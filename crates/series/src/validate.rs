//! Accumulated validation of raw discharge inputs.
//!
//! [`ValidationCollector`] gathers every violation into a single
//! [`SeriesError::Validation`] so that a malformed gauge file is reported in
//! one pass instead of failing on the first bad row.

use crate::discharge::{Observation, SimulatedValue};
use crate::error::SeriesError;

/// Number of messages kept verbatim in the error details.
const MAX_DETAILS: usize = 10;

/// Accumulates validation errors and converts them into a single
/// [`SeriesError::Validation`].
pub(crate) struct ValidationCollector {
    errors: Vec<String>,
}

impl ValidationCollector {
    pub(crate) fn new() -> Self {
        Self { errors: Vec::new() }
    }

    /// Record one validation error.
    pub(crate) fn push(&mut self, msg: impl Into<String>) {
        self.errors.push(msg.into());
    }

    /// Returns `Ok(())` if nothing was recorded, otherwise a single error
    /// whose details join the first messages with `"; "`.
    pub(crate) fn finish(self) -> Result<(), SeriesError> {
        if self.errors.is_empty() {
            return Ok(());
        }
        let count = self.errors.len();
        let mut details = self
            .errors
            .into_iter()
            .take(MAX_DETAILS)
            .collect::<Vec<_>>()
            .join("; ");
        if count > MAX_DETAILS {
            details.push_str(&format!("; and {} more", count - MAX_DETAILS));
        }
        Err(SeriesError::Validation { count, details })
    }
}

/// Checks that every present observation is non-negative.
///
/// Missing and NaN values are gaps, not errors.
pub(crate) fn validate_observations(observations: &[Observation]) -> ValidationCollector {
    let mut c = ValidationCollector::new();
    for o in observations {
        if let Some(v) = o.valid_value()
            && v < 0.0
        {
            c.push(format!("observed discharge {v} on {} is negative", o.date));
        }
    }
    c
}

/// Checks that every finite simulated sample is non-negative.
pub(crate) fn validate_simulations(samples: &[SimulatedValue]) -> ValidationCollector {
    let mut c = ValidationCollector::new();
    for s in samples {
        if s.value.is_finite() && s.value < 0.0 {
            c.push(format!(
                "simulated discharge {} at {} is negative",
                s.value, s.timestamp
            ));
        }
    }
    c
}

#[cfg(test)]
mod tests {
    use super::*;
    use chrono::NaiveDate;

    #[test]
    fn collector_empty_is_ok() {
        assert!(ValidationCollector::new().finish().is_ok());
    }

    #[test]
    fn collector_truncates_details() {
        let mut c = ValidationCollector::new();
        for i in 0..12 {
            c.push(format!("e{i}"));
        }
        match c.finish() {
            Err(SeriesError::Validation { count, details }) => {
                assert_eq!(count, 12);
                assert!(details.ends_with("and 2 more"));
                assert!(!details.contains("e10"));
            }
            other => panic!("expected validation error, got {other:?}"),
        }
    }

    #[test]
    fn negative_observation_flagged() {
        let d = NaiveDate::from_ymd_opt(1980, 6, 1).unwrap();
        let obs = vec![
            Observation::new(d, Some(-1.0)),
            Observation::new(d, None),
            Observation::new(d, Some(f64::NAN)),
            Observation::new(d, Some(0.0)),
        ];
        let result = validate_observations(&obs).finish();
        assert!(matches!(result, Err(SeriesError::Validation { count: 1, .. })));
    }

    #[test]
    fn negative_simulation_flagged() {
        let t = NaiveDate::from_ymd_opt(1980, 6, 1)
            .unwrap()
            .and_hms_opt(0, 0, 0)
            .unwrap();
        let sims = vec![SimulatedValue::new(t, -0.5), SimulatedValue::new(t, 2.0)];
        let result = validate_simulations(&sims).finish();
        assert!(matches!(result, Err(SeriesError::Validation { count: 1, .. })));
    }
}
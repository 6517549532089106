//! Metric evaluation configuration.

use crate::error::MetricsError;

/// Configuration for [`evaluate`](crate::evaluate).
#[derive(Debug, Clone, PartialEq)]
pub struct MetricsConfig {
    min_samples: usize,
}

impl Default for MetricsConfig {
    fn default() -> Self {
        Self { min_samples: 10 }
    }
}

impl MetricsConfig {
    /// Creates a configuration with the default minimum of 10 pairs.
    pub fn new() -> Self {
        Self::default()
    }

    /// Set the minimum number of valid pairs required to score a series.
    pub fn with_min_samples(mut self, min_samples: usize) -> Self {
        self.min_samples = min_samples;
        self
    }

    /// Returns the minimum number of valid pairs.
    pub fn min_samples(&self) -> usize {
        self.min_samples
    }

    /// Validates this configuration.
    ///
    /// At least two pairs are needed for any variance-based metric.
    pub fn validate(&self) -> Result<(), MetricsError> {
        if self.min_samples < 2 {
            return Err(MetricsError::InvalidConfig {
                reason: format!("min_samples must be >= 2, got {}", self.min_samples),
            });
        }
        Ok(())
    }
}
+++++
Each record is to be retyped exactly as written.

SOLUTION FOR THIS EXERCISE:
filename crates/series/src/validate.rs
//! Accumulated validation of raw discharge inputs.
//!
//! [`ValidationCollector`] gathers every violation into a single
//! [`SeriesError::Validation`] so that a malformed gauge file is reported in
//! one pass instead of failing on the first bad row.

use crate::discharge::{Observation, SimulatedValue};
use crate::error::SeriesError;

/// Number of messages kept verbatim in the error details.
const MAX_DETAILS: usize = 10;

/// Accumulates validation errors and converts them into a single
/// [`SeriesError::Validation`].
pub(crate) struct ValidationCollector {
    errors: Vec<String>,
}

impl ValidationCollector {
    pub(crate) fn new() -> Self {
        Self { errors: Vec::new() }
    }

    /// Record one validation error.
    pub(crate) fn push(&mut self, msg: impl Into<String>) {
        self.errors.push(msg.into());
    }

    /// Returns `Ok(())` if nothing was recorded, otherwise a single error
    /// whose details join the first messages with `"; "`.
    pub(crate) fn finish(self) -> Result<(), SeriesError> {
        if self.errors.is_empty() {
            return Ok(());
        }
        let count = self.errors.len();
        let mut details = self
            .errors
            .into_iter()
            .take(MAX_DETAILS)
            .collect::<Vec<_>>()
            .join("; ");
        if count > MAX_DETAILS {
            details.push_str(&format!("; and {} more", count - MAX_DETAILS));
        }
        Err(SeriesError::Validation { count, details })
    }
}

/// Checks that every present observation is non-negative.
///
/// Missing and NaN values are gaps, not errors.
pub(crate) fn validate_observations(observations: &[Observation]) -> ValidationCollector {
    let mut c = ValidationCollector::new();
    for o in observations {
        if let Some(v) = o.valid_value()
            && v < 0.0
        {
            c.push(format!("observed discharge {v} on {} is negative", o.date));
        }
    }
    c
}

/// Checks that every finite simulated sample is non-negative.
pub(crate) fn validate_simulations(samples: &[SimulatedValue]) -> ValidationCollector {
    let mut c = ValidationCollector::new();
    for s in samples {
        if s.value.is_finite() && s.value < 0.0 {
            c.push(format!(
                "simulated discharge {} at {} is negative",
                s.value, s.timestamp
            ));
        }
    }
    c
}

#[cfg(test)]
mod tests {
    use super::*;
    use chrono::NaiveDate;

    #[test]
    fn collector_empty_is_ok() {
        assert!(ValidationCollector::new().finish().is_ok());
    }

    #[test]
    fn collector_truncates_details() {
        let mut c = ValidationCollector::new();
        for i in 0..12 {
            c.push(format!("e{i}"));
        }
        match c.finish() {
            Err(SeriesError::Validation { count, details }) => {
                assert_eq!(count, 12);
                assert!(details.ends_with("and 2 more"));
                assert!(!details.contains("e10"));
            }
            other => panic!("expected validation error, got {other:?}"),
        }
    }

    #[test]
    fn negative_observation_flagged() {
        let d = NaiveDate::from_ymd_opt(1980, 6, 1).unwrap();
        let obs = vec![
            Observation::new(d, Some(-1.0)),
            Observation::new(d, None),
            Observation::new(d, Some(f64::NAN)),
            Observation::new(d, Some(0.0)),
        ];
        let result = validate_observations(&obs).finish();
        assert!(matches!(result, Err(SeriesError::Validation { count: 1, .. })));
    }

    #[test]
    fn negative_simulation_flagged() {
        let t = NaiveDate::from_ymd_opt(1980, 6, 1)
            .unwrap()
            .and_hms_opt(0, 0, 0)
            .unwrap();
        let sims = vec![SimulatedValue::new(t, -0.5), SimulatedValue::new(t, 2.0)];
        let result = validate_simulations(&sims).finish();
        assert!(matches!(result, Err(SeriesError::Validation { count: 1, .. })));
    }
}
repository 6517549532089106
//! Metric evaluation configuration.

use crate::error::MetricsError;

/// Configuration for [`evaluate`](crate::evaluate).
#[derive(Debug, Clone, PartialEq)]
pub struct MetricsConfig {
    min_samples: usize,
}

impl Default for MetricsConfig {
    fn default() -> Self {
        Self { min_samples: 10 }
    }
}

impl MetricsConfig {
    /// Creates a configuration with the default minimum of 10 pairs.
    pub fn new() -> Self {
        Self::default()
    }

    /// Set the minimum number of valid pairs required to score a series.
    pub fn with_min_samples(mut self, min_samples: usize) -> Self {
        self.min_samples = min_samples;
        self
    }

    /// Returns the minimum number of valid pairs.
    pub fn min_samples(&self) -> usize {
        self.min_samples
    }

    /// Validates this configuration.
    ///
    /// At least two pairs are needed for any variance-based metric.
    pub fn validate(&self) -> Result<(), MetricsError> {
        if self.min_samples < 2 {
            return Err(MetricsError::InvalidConfig {
                reason: format!("min_samples must be >= 2, got {}", self.min_samples),
            });
        }
        Ok(())
    }
}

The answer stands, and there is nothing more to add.